See this video [2] - "Why Vertical Farming Won't Save the Planet: Bruce
Bugbee, Utah State University Department of Plants, Soils and Climate, has
studied plant growth in controlled environments for most of his career. Here
he presents the results of his analysis of the environmental effects of
Vertical Farming/Indoor Agriculture (September 2015)".
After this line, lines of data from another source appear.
//! HTTP request handlers for the payroll API.

use axum::{
    extract::{
        rejection::{JsonRejection, QueryRejection},
        Path, Query, State,
    },
    http::{header, StatusCode},
    response::{IntoResponse, Response},
    routing::{get, post},
    Json, Router,
};
use serde::Serialize;
use tracing::{info, warn};
use uuid::Uuid;

use crate::error::{EngineError, EngineResult};
use crate::models::{EmployeePatch, NewEmployee, PeriodKey};
use crate::service::GenerationOutcome;

use super::request::{EmployeeQuery, LineItemQuery, TopQuery};
use super::response::{ApiError, ApiErrorResponse, TotalsResponse};
use super::state::AppState;

/// Creates the API router with all endpoints.
pub fn create_router(state: AppState) -> Router {
    Router::new()
        .route(
            "/employees",
            get(list_employees_handler).post(create_employee_handler),
        )
        .route(
            "/employees/:id",
            get(get_employee_handler)
                .patch(update_employee_handler)
                .delete(delete_employee_handler),
        )
        .route("/periods", get(list_periods_handler))
        .route(
            "/periods/:period_key",
            get(get_period_handler).post(generate_period_handler),
        )
        .route("/periods/:period_key/statistics", get(statistics_handler))
        .route("/periods/:period_key/departments", get(departments_handler))
        .route("/periods/:period_key/distribution", get(distribution_handler))
        .route("/periods/:period_key/line_items", get(line_items_handler))
        .route("/periods/:period_key/top", get(top_earners_handler))
        .route("/periods/:period_key/report", get(report_handler))
        .route("/totals", get(totals_handler))
        .with_state(state)
}

// =============================================================================
// Employees
// =============================================================================

async fn list_employees_handler(
    State(state): State<AppState>,
    query: Result<Query<EmployeeQuery>, QueryRejection>,
) -> Response {
    let correlation_id = Uuid::new_v4();
    let query = match query {
        Ok(Query(query)) => query,
        Err(rejection) => {
            warn!(correlation_id = %correlation_id, error = %rejection, "Invalid query string");
            return ApiErrorResponse::bad_request(ApiError::validation_error(rejection.body_text()))
                .into_response();
        }
    };
    info!(correlation_id = %correlation_id, ?query, "Listing employees");

    let service = state.service().lock().await;
    match service.find_employees(|employee| query.matches(employee)) {
        Ok(employees) => json_response(StatusCode::OK, employees),
        Err(err) => engine_error(correlation_id, err),
    }
}

async fn create_employee_handler(
    State(state): State<AppState>,
    payload: Result<Json<NewEmployee>, JsonRejection>,
) -> Response {
    let correlation_id = Uuid::new_v4();
    info!(correlation_id = %correlation_id, "Creating employee");

    let input = match json_body(correlation_id, payload) {
        Ok(input) => input,
        Err(response) => return response,
    };

    let mut service = state.service().lock().await;
    match service.create_employee(input) {
        Ok(employee) => json_response(StatusCode::CREATED, employee),
        Err(err) => engine_error(correlation_id, err),
    }
}

async fn get_employee_handler(State(state): State<AppState>, Path(id): Path<String>) -> Response {
    let correlation_id = Uuid::new_v4();
    info!(correlation_id = %correlation_id, employee_id = %id, "Fetching employee");

    let service = state.service().lock().await;
    found(correlation_id, "employee", &id, service.get_employee(&id))
}

async fn update_employee_handler(
    State(state): State<AppState>,
    Path(id): Path<String>,
    payload: Result<Json<EmployeePatch>, JsonRejection>,
) -> Response {
    let correlation_id = Uuid::new_v4();
    info!(correlation_id = %correlation_id, employee_id = %id, "Updating employee");

    let patch = match json_body(correlation_id, payload) {
        Ok(patch) => patch,
        Err(response) => return response,
    };
    if patch.is_empty() {
        return ApiErrorResponse::bad_request(ApiError::validation_error(
            "update must change at least one field",
        ))
        .into_response();
    }

    let mut service = state.service().lock().await;
    found(
        correlation_id,
        "employee",
        &id,
        service.update_employee(&id, &patch),
    )
}

async fn delete_employee_handler(
    State(state): State<AppState>,
    Path(id): Path<String>,
) -> Response {
    let correlation_id = Uuid::new_v4();
    info!(correlation_id = %correlation_id, employee_id = %id, "Deleting employee");

    let mut service = state.service().lock().await;
    match service.delete_employee(&id) {
        Ok(true) => StatusCode::NO_CONTENT.into_response(),
        Ok(false) => ApiErrorResponse::not_found("employee", &id).into_response(),
        Err(err) => engine_error(correlation_id, err),
    }
}

// =============================================================================
// Periods
// =============================================================================

async fn list_periods_handler(State(state): State<AppState>) -> Response {
    let correlation_id = Uuid::new_v4();
    info!(correlation_id = %correlation_id, "Listing periods");

    let service = state.service().lock().await;
    match service.list_periods() {
        Ok(keys) => json_response(StatusCode::OK, keys),
        Err(err) => engine_error(correlation_id, err),
    }
}

async fn generate_period_handler(
    State(state): State<AppState>,
    Path(raw_key): Path<String>,
) -> Response {
    let correlation_id = Uuid::new_v4();
    info!(correlation_id = %correlation_id, period_key = %raw_key, "Generating payroll period");

    let key = match period_key(correlation_id, &raw_key) {
        Ok(key) => key,
        Err(response) => return response,
    };

    let mut service = state.service().lock().await;
    match service.generate_period(&key) {
        Ok(GenerationOutcome::Generated(period)) => {
            info!(
                correlation_id = %correlation_id,
                period_key = %key,
                employees = period.employee_count(),
                "Payroll period generated"
            );
            json_response(StatusCode::CREATED, period)
        }
        Ok(outcome @ GenerationOutcome::NoEmployees) => json_response(StatusCode::OK, outcome),
        Err(err) => engine_error(correlation_id, err),
    }
}

async fn get_period_handler(
    State(state): State<AppState>,
    Path(raw_key): Path<String>,
) -> Response {
    let correlation_id = Uuid::new_v4();
    info!(correlation_id = %correlation_id, period_key = %raw_key, "Fetching period");

    let key = match period_key(correlation_id, &raw_key) {
        Ok(key) => key,
        Err(response) => return response,
    };
    let service = state.service().lock().await;
    found(correlation_id, "period", &raw_key, service.get_period(&key))
}

async fn statistics_handler(
    State(state): State<AppState>,
    Path(raw_key): Path<String>,
) -> Response {
    let correlation_id = Uuid::new_v4();
    info!(correlation_id = %correlation_id, period_key = %raw_key, "Computing period statistics");

    let key = match period_key(correlation_id, &raw_key) {
        Ok(key) => key,
        Err(response) => return response,
    };
    let service = state.service().lock().await;
    found(correlation_id, "period", &raw_key, service.get_statistics(&key))
}

async fn departments_handler(
    State(state): State<AppState>,
    Path(raw_key): Path<String>,
) -> Response {
    let correlation_id = Uuid::new_v4();
    info!(correlation_id = %correlation_id, period_key = %raw_key, "Computing department metrics");

    let key = match period_key(correlation_id, &raw_key) {
        Ok(key) => key,
        Err(response) => return response,
    };
    let service = state.service().lock().await;
    found(
        correlation_id,
        "period",
        &raw_key,
        service.get_department_metrics(&key),
    )
}

async fn distribution_handler(
    State(state): State<AppState>,
    Path(raw_key): Path<String>,
) -> Response {
    let correlation_id = Uuid::new_v4();
    info!(correlation_id = %correlation_id, period_key = %raw_key, "Computing salary distribution");

    let key = match period_key(correlation_id, &raw_key) {
        Ok(key) => key,
        Err(response) => return response,
    };
    let service = state.service().lock().await;
    found(
        correlation_id,
        "period",
        &raw_key,
        service.salary_distribution(&key),
    )
}

async fn line_items_handler(
    State(state): State<AppState>,
    Path(raw_key): Path<String>,
    query: Result<Query<LineItemQuery>, QueryRejection>,
) -> Response {
    let correlation_id = Uuid::new_v4();
    let query = match query {
        Ok(Query(query)) => query,
        Err(rejection) => {
            warn!(correlation_id = %correlation_id, error = %rejection, "Invalid query string");
            return ApiErrorResponse::bad_request(ApiError::validation_error(rejection.body_text()))
                .into_response();
        }
    };
    info!(
        correlation_id = %correlation_id,
        period_key = %raw_key,
        min_salary = ?query.min_salary,
        "Listing line items"
    );

    let key = match period_key(correlation_id, &raw_key) {
        Ok(key) => key,
        Err(response) => return response,
    };
    let service = state.service().lock().await;
    found(
        correlation_id,
        "period",
        &raw_key,
        service.line_items(&key, query.min_salary),
    )
}

async fn top_earners_handler(
    State(state): State<AppState>,
    Path(raw_key): Path<String>,
    query: Result<Query<TopQuery>, QueryRejection>,
) -> Response {
    let correlation_id = Uuid::new_v4();
    let query = match query {
        Ok(Query(query)) => query,
        Err(rejection) => {
            warn!(correlation_id = %correlation_id, error = %rejection, "Invalid query string");
            return ApiErrorResponse::bad_request(ApiError::validation_error(rejection.body_text()))
                .into_response();
        }
    };
    info!(
        correlation_id = %correlation_id,
        period_key = %raw_key,
        limit = query.limit(),
        by = ?query.by,
        "Ranking top earners"
    );

    let key = match period_key(correlation_id, &raw_key) {
        Ok(key) => key,
        Err(response) => return response,
    };
    let service = state.service().lock().await;
    found(
        correlation_id,
        "period",
        &raw_key,
        service.top_earners(&key, query.limit(), query.by),
    )
}

async fn report_handler(State(state): State<AppState>, Path(raw_key): Path<String>) -> Response {
    let correlation_id = Uuid::new_v4();
    info!(correlation_id = %correlation_id, period_key = %raw_key, "Rendering payroll report");

    let key = match period_key(correlation_id, &raw_key) {
        Ok(key) => key,
        Err(response) => return response,
    };
    let service = state.service().lock().await;
    match service.render_report(&key) {
        Ok(Some(report)) => (
            StatusCode::OK,
            [(header::CONTENT_TYPE, "text/plain; charset=utf-8")],
            report,
        )
            .into_response(),
        Ok(None) => ApiErrorResponse::not_found("period", &raw_key).into_response(),
        Err(err) => engine_error(correlation_id, err),
    }
}

async fn totals_handler(State(state): State<AppState>) -> Response {
    let correlation_id = Uuid::new_v4();
    info!(correlation_id = %correlation_id, "Summing net totals across periods");

    let service = state.service().lock().await;
    let totals = service.list_periods().and_then(|keys| {
        Ok(TotalsResponse {
            periods: keys.len(),
            net_total: service.total_net_all_periods()?,
        })
    });
    match totals {
        Ok(totals) => json_response(StatusCode::OK, totals),
        Err(err) => engine_error(correlation_id, err),
    }
}

// =============================================================================
// Helpers
// =============================================================================

fn json_response<T: Serialize>(status: StatusCode, body: T) -> Response {
    (
        status,
        [(header::CONTENT_TYPE, "application/json")],
        Json(body),
    )
        .into_response()
}

fn engine_error(correlation_id: Uuid, err: EngineError) -> Response {
    if err.is_validation() {
        info!(correlation_id = %correlation_id, error = %err, "Rejected invalid input");
    } else {
        warn!(correlation_id = %correlation_id, error = %err, "Request failed");
    }
    ApiErrorResponse::from(err).into_response()
}

/// 200 with the value, 404 when absent, or the mapped engine error.
fn found<T: Serialize>(
    correlation_id: Uuid,
    resource: &str,
    id: &str,
    result: EngineResult<Option<T>>,
) -> Response {
    match result {
        Ok(Some(value)) => json_response(StatusCode::OK, value),
        Ok(None) => {
            info!(correlation_id = %correlation_id, resource, id, "Not found");
            ApiErrorResponse::not_found(resource, id).into_response()
        }
        Err(err) => engine_error(correlation_id, err),
    }
}

fn period_key(correlation_id: Uuid, raw: &str) -> Result<PeriodKey, Response> {
    PeriodKey::parse(raw).map_err(|err| engine_error(correlation_id, err))
}

fn json_body<T>(correlation_id: Uuid, payload: Result<Json<T>, JsonRejection>) -> Result<T, Response> {
    let rejection = match payload {
        Ok(Json(body)) => return Ok(body),
        Err(rejection) => rejection,
    };

    let error = match rejection {
        JsonRejection::JsonDataError(err) => {
            let body_text = err.body_text();
            warn!(correlation_id = %correlation_id, error = %body_text, "JSON data error");
            if body_text.contains("missing field") {
                ApiError::validation_error(body_text)
            } else {
                ApiError::malformed_json(body_text)
            }
        }
        JsonRejection::JsonSyntaxError(err) => {
            warn!(correlation_id = %correlation_id, error = %err, "JSON syntax error");
            ApiError::malformed_json(format!("Invalid JSON syntax: {}", err))
        }
        JsonRejection::MissingJsonContentType(_) => {
            ApiError::new("MISSING_CONTENT_TYPE", "Content-Type must be application/json")
        }
        _ => ApiError::malformed_json("Failed to parse request body"),
    };
    Err(ApiErrorResponse::bad_request(error).into_response())
}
A copy of the slides can be downloaded here (the link shown on the youtube
page is dead - correct link[3]).

[1]
[https://news.ycombinator.com/item?id=14347288](https://news.ycombinator.com/item?id=14347288)

[2]
[https://www.youtube.com/watch?v=ISAKc9gpGjw](https://www.youtube.com/watch?v=ISAKc9gpGjw)

[3]
[https://cpl.usu.edu/htm/research/publication=15787](https://cpl.usu.edu/htm/research/publication=15787)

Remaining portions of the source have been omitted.